#### WHAT IS EXPECTED:
An exact copy of the listing is what the response must contain.
• • • •
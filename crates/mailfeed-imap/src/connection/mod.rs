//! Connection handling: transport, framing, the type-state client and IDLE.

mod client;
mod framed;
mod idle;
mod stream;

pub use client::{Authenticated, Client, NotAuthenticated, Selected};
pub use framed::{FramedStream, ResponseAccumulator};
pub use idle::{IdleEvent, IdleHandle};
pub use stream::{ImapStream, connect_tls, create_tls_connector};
• • • •
#### TASK ANSWER:
filename crates/mailfeed-imap/src/connection/mod.rs
//! Connection handling: transport, framing, the type-state client and IDLE.

mod client;
mod framed;
mod idle;
mod stream;

pub use client::{Authenticated, Client, NotAuthenticated, Selected};
pub use framed::{FramedStream, ResponseAccumulator};
pub use idle::{IdleEvent, IdleHandle};
pub use stream::{ImapStream, connect_tls, create_tls_connector};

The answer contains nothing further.